Criar respostas de intervenção psicológica e psicossocial, de inclusão habitacional, laboral, educacional e social, através da constituição de serviços comunitários, que integrem psicólogos, numa intervenção preventiva, de empoderamento e liderança individual e comunitária, promovendo a sustentabilidade e a coesão social.
Melhorar a articulação entre entidades e instituições sociais que intervêm no combate à pobreza, através do desenvolvimento de parcerias entre o Instituto de Segurança Social, as Autarquias e outras entidades, redes e associações locais e nacionais, e com Instituições de Ensino Superior, na prossecução da erradicação da pobreza.

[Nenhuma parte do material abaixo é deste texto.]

//! End-to-end tests for the reassociation pass: the concrete rewrite
//! scenarios, and a property test checking that the pass preserves the
//! value of arbitrary expression trees.

use gantry_midend::ir::{Block, Graph, Mode, Node, Opcode, Tarval};
use gantry_midend::optimize_reassociation;
use proptest::prelude::*;
use std::collections::HashMap;

fn init_logging() {
    let _ = env_logger::builder().is_test(true).try_init();
}

/// Evaluate the expression rooted at `n` under a valuation of the Param
/// nodes.
fn eval(graph: &Graph, n: Node, env: &HashMap<Node, Tarval>) -> Tarval {
    let n = graph.resolve(n);
    if let Some(v) = graph.as_const(n) {
        return v;
    }
    let mode = graph.mode(n);
    match graph.opcode(n) {
        Opcode::Param => env[&n],
        Opcode::Not => eval(graph, graph.input(n, 0), env).not(),
        Opcode::Conv => eval(graph, graph.input(n, 0), env).convert(mode),
        op => {
            let l = eval(graph, graph.input(n, 0), env);
            let r = eval(graph, graph.input(n, 1), env);
            match op {
                Opcode::Add => l.convert(mode).add(r.convert(mode)),
                Opcode::Sub => l.convert(mode).sub(r.convert(mode)),
                Opcode::Mul => l.convert(mode).mul(r.convert(mode)),
                Opcode::And => l.convert(mode).and(r.convert(mode)),
                Opcode::Or => l.convert(mode).or(r.convert(mode)),
                Opcode::Eor => l.convert(mode).xor(r.convert(mode)),
                Opcode::Shl => l.convert(mode).shl(r),
                Opcode::Rol => l.convert(mode).rol(r),
                _ => panic!("cannot evaluate {op}"),
            }
        }
    }
}

fn ival(v: u64) -> Tarval {
    Tarval::new(Mode::I32, v)
}

#[test]
fn s1_constants_meet_and_fold() {
    init_logging();
    let mut graph = Graph::new();
    let block = graph.make_block();
    let x = graph.new_param(block, Mode::I32);
    let c1 = graph.new_const(ival(100));
    let c2 = graph.new_const(ival(23));
    let t1 = graph.new_add(block, c2, x);
    let n = graph.new_add(block, c1, t1);

    let env: HashMap<Node, Tarval> = [(x, ival(7))].into_iter().collect();
    let before = eval(&graph, n, &env);

    optimize_reassociation(&mut graph);

    let root = graph.resolve(n);
    assert_eq!(graph.opcode(root), Opcode::Add);
    assert_eq!(graph.input(root, 0), x);
    assert_eq!(graph.as_const(graph.input(root, 1)), Some(ival(123)));
    assert_eq!(eval(&graph, root, &env), before);
}

#[test]
fn s2_multiplication_chain() {
    init_logging();
    let mut graph = Graph::new();
    let block = graph.make_block();
    let x = graph.new_param(block, Mode::I32);
    let c1 = graph.new_const(ival(5));
    let c2 = graph.new_const(ival(8));
    let t1 = graph.new_mul(block, x, c2);
    let n = graph.new_mul(block, c1, t1);

    optimize_reassociation(&mut graph);

    let root = graph.resolve(n);
    assert_eq!(graph.opcode(root), Opcode::Mul);
    assert_eq!(graph.input(root, 0), x);
    assert_eq!(graph.as_const(graph.input(root, 1)), Some(ival(40)));
}

#[test]
fn s3_distribution_is_reversed() {
    init_logging();
    let mut graph = Graph::new();
    let block = graph.make_block();
    let a = graph.new_param(block, Mode::I32);
    let b = graph.new_param(block, Mode::I32);
    let x = graph.new_param(block, Mode::I32);
    let ma = graph.new_mul(block, a, x);
    let mb = graph.new_mul(block, b, x);
    let n = graph.new_add(block, ma, mb);

    let env: HashMap<Node, Tarval> =
        [(a, ival(3)), (b, ival(4)), (x, ival(5))].into_iter().collect();
    let before = eval(&graph, n, &env);

    optimize_reassociation(&mut graph);

    let root = graph.resolve(n);
    assert_eq!(graph.opcode(root), Opcode::Mul);
    assert_eq!(graph.opcode(graph.input(root, 0)), Opcode::Add);
    assert_eq!(graph.input(root, 1), x);
    assert_eq!(eval(&graph, root, &env), before);
    assert_eq!(before, ival(35));
}

#[test]
fn s4_shannon_replaces_reached_operand() {
    init_logging();
    let mut graph = Graph::new();
    let block = graph.make_block();
    let a = graph.new_param(block, Mode::I32);
    let b = graph.new_param(block, Mode::I32);
    let or_ab = graph.new_or(block, a, b);
    let and_ba = graph.new_and(block, b, a);
    let or2 = graph.new_or(block, a, and_ba);
    let root = graph.new_and(block, or_ab, or2);

    let env: HashMap<Node, Tarval> =
        [(a, ival(0b1100)), (b, ival(0b1010))].into_iter().collect();
    let before = eval(&graph, root, &env);

    optimize_reassociation(&mut graph);

    // Inside Or(a, And(b, a)) the reached a is replaced by the Or
    // identity, zero.
    let new_root = graph.resolve(root);
    assert_eq!(graph.input(new_root, 0), or_ab);
    let or2 = graph.resolve(or2);
    assert_eq!(graph.input(or2, 0), a);
    let and_ba = graph.resolve(graph.input(or2, 1));
    assert_eq!(graph.input(and_ba, 0), b);
    assert_eq!(graph.as_const(graph.input(and_ba, 1)), Some(ival(0)));
    assert_eq!(eval(&graph, new_root, &env), before);
}

#[test]
fn s5_eor_equality_rewrite() {
    init_logging();
    let mut graph = Graph::new();
    let block = graph.make_block();
    let a = graph.new_param(block, Mode::I32);
    let b = graph.new_param(block, Mode::I32);
    let eor = graph.new_eor(block, a, b);
    let or = graph.new_or(block, a, b);
    let root = graph.new_and(block, eor, or);

    let env: HashMap<Node, Tarval> =
        [(a, ival(0xf0f0)), (b, ival(0x1234))].into_iter().collect();
    let before = eval(&graph, root, &env);

    optimize_reassociation(&mut graph);

    // And(Eor(a, b), Or(a, b)) => And(Eor(a, b), Or(a, Not(a))).
    let root = graph.resolve(root);
    let or = graph.resolve(or);
    assert_eq!(graph.input(root, 0), eor);
    assert_eq!(graph.input(or, 0), a);
    let not_a = graph.input(or, 1);
    assert_eq!(graph.opcode(not_a), Opcode::Not);
    assert_eq!(graph.input(not_a, 0), a);
    assert_eq!(eval(&graph, root, &env), before);
}

#[test]
fn s6_long_chain_folds_to_one_constant() {
    init_logging();
    let mut graph = Graph::new();
    let block = graph.make_block();
    let x = graph.new_param(block, Mode::I32);
    let c1 = graph.new_const(ival(10));
    let c2 = graph.new_const(ival(20));
    let c3 = graph.new_const(ival(30));
    let t2 = graph.new_add(block, c3, x);
    let t1 = graph.new_add(block, c2, t2);
    let n = graph.new_add(block, c1, t1);

    optimize_reassociation(&mut graph);

    let root = graph.resolve(n);
    assert_eq!(graph.opcode(root), Opcode::Add);
    assert_eq!(graph.input(root, 0), x);
    assert_eq!(graph.as_const(graph.input(root, 1)), Some(ival(60)));

    // A second application reaches the same fixed point.
    let nodes = graph.num_nodes();
    optimize_reassociation(&mut graph);
    assert_eq!(graph.num_nodes(), nodes);
    assert!(!graph.is_replaced(root));
}

#[test]
fn subtraction_of_shifts_is_factored() {
    init_logging();
    let mut graph = Graph::new();
    let block = graph.make_block();
    let a = graph.new_param(block, Mode::U32);
    let b = graph.new_param(block, Mode::U32);
    let s = graph.new_param(block, Mode::U32);
    let sa = graph.new_shl(block, a, s);
    let sb = graph.new_shl(block, b, s);
    let n = graph.new_sub(block, sa, sb);

    let env: HashMap<Node, Tarval> = [
        (a, Tarval::new(Mode::U32, 1000)),
        (b, Tarval::new(Mode::U32, 77)),
        (s, Tarval::new(Mode::U32, 3)),
    ]
    .into_iter()
    .collect();
    let before = eval(&graph, n, &env);

    optimize_reassociation(&mut graph);

    let root = graph.resolve(n);
    assert_eq!(graph.opcode(root), Opcode::Shl);
    assert_eq!(eval(&graph, root, &env), before);
}

/// A recipe for a random expression tree over four parameters.
#[derive(Clone, Debug)]
enum Expr {
    Const(u32),
    Param(usize),
    Bin(u8, Box<Expr>, Box<Expr>),
}

fn expr_strategy() -> impl Strategy<Value = Expr> {
    let leaf = prop_oneof![
        any::<u32>().prop_map(Expr::Const),
        (0usize..4).prop_map(Expr::Param),
    ];
    leaf.prop_recursive(4, 48, 2, |inner| {
        (0u8..5, inner.clone(), inner)
            .prop_map(|(op, l, r)| Expr::Bin(op, Box::new(l), Box::new(r)))
    })
}

fn build(graph: &mut Graph, block: Block, params: &[Node], e: &Expr) -> Node {
    match e {
        Expr::Const(v) => graph.new_const(ival(u64::from(*v))),
        Expr::Param(i) => params[*i],
        Expr::Bin(op, l, r) => {
            let a = build(graph, block, params, l);
            let b = build(graph, block, params, r);
            match op {
                0 => graph.new_add(block, a, b),
                1 => graph.new_mul(block, a, b),
                2 => graph.new_and(block, a, b),
                3 => graph.new_or(block, a, b),
                _ => graph.new_eor(block, a, b),
            }
        }
    }
}

proptest! {
    /// The pass preserves the value computed at the root for arbitrary
    /// expression shapes and input valuations.
    #[test]
    fn pass_preserves_semantics(
        e in expr_strategy(),
        vals in proptest::array::uniform4(any::<u32>()),
    ) {
        let mut graph = Graph::new();
        let block = graph.make_block();
        let params: Vec<Node> = (0..4).map(|_| graph.new_param(block, Mode::I32)).collect();
        let root = build(&mut graph, block, &params, &e);
        let env: HashMap<Node, Tarval> = params
            .iter()
            .zip(vals.iter())
            .map(|(&p, &v)| (p, ival(u64::from(v))))
            .collect();
        let before = eval(&graph, root, &env);

        optimize_reassociation(&mut graph);

        let after = eval(&graph, graph.resolve(root), &env);
        prop_assert_eq!(before, after);
    }
}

Promover a Empregabilidade e a Qualificação do Capital Humano, através da criação
de programas de apoio ao desenvolvimento de competências pessoais (incluindo
sócio‐emocionais) e profissionais (nomeadamente, competências orientadas para o futuro da transição digital e ecológica) – a nível individual e comunitário, baseados nas evidências de custo‐efectividade provenientes da ciência psicológica.
Promover a Saúde Psicológica e a Resiliência, implementando modelos de cuidado próximos dos cidadãos, promotores da Saúde Psicológica e do bem‐estar, que facilitem a identificação precoce de problemas e a implementação de intervenções integradas de prevenção dos problemas de Saúde Mental, nomeadamente através do reforço de recursos humanos especializados como são os psicólogos e de estruturas capacitadas nas comunidades capazes de desenvolverem respostas próximas às pessoas, contingentes às suas necessidades e custo‐efectivas.
Apoiar a parentalidade, através do reforço da intervenção de Psicólogos junto das famílias em situação de vulnerabilidade e do investimento em programas de promoção da parentalidade positiva e do desenvolvimento social e emocional na infância.
Promover a Literacia em Saúde e em Saúde Psicologia e a Literacia Financeira, através estratégias de apoio aos processos de tomada de decisão em saúde e na área financeira das pessoas em risco e situação de pobreza, que permitam facilitar o reconhecimento e a modificação de crenças erróneas acerca das decisões na área da saúde e na área financeiras, prevenindo enviesamentos cognitivos que afectam estes processos de tomada de decisão e promovendo mudanças no comportamento de saúde e financeiro.